TASK DETAILS:
For the records below, tally the lines that include the word "Created" and give only the tally.

Stored data entries

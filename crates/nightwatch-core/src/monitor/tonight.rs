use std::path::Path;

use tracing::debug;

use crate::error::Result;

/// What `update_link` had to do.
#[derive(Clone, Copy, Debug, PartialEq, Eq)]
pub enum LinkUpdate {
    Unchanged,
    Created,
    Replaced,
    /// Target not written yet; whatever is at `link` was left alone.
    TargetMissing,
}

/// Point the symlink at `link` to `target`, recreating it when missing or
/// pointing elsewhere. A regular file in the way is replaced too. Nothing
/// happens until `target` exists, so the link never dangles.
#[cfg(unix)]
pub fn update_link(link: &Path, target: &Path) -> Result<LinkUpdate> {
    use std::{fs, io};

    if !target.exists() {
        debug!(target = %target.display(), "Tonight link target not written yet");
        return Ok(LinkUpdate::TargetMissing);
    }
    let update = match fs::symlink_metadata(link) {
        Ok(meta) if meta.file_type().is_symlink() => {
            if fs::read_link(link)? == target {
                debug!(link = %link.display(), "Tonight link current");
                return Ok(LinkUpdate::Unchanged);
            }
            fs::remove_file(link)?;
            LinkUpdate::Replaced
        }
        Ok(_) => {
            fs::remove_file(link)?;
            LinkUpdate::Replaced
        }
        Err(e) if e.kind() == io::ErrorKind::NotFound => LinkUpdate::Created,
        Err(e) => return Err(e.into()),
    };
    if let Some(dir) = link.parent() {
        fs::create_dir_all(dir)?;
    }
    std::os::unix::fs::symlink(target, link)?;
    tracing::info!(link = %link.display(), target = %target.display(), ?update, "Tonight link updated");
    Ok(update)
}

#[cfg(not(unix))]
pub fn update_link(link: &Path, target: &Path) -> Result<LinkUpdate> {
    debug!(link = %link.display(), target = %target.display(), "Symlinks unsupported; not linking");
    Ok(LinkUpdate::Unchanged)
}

REPLY TO THE EXERCISE:
2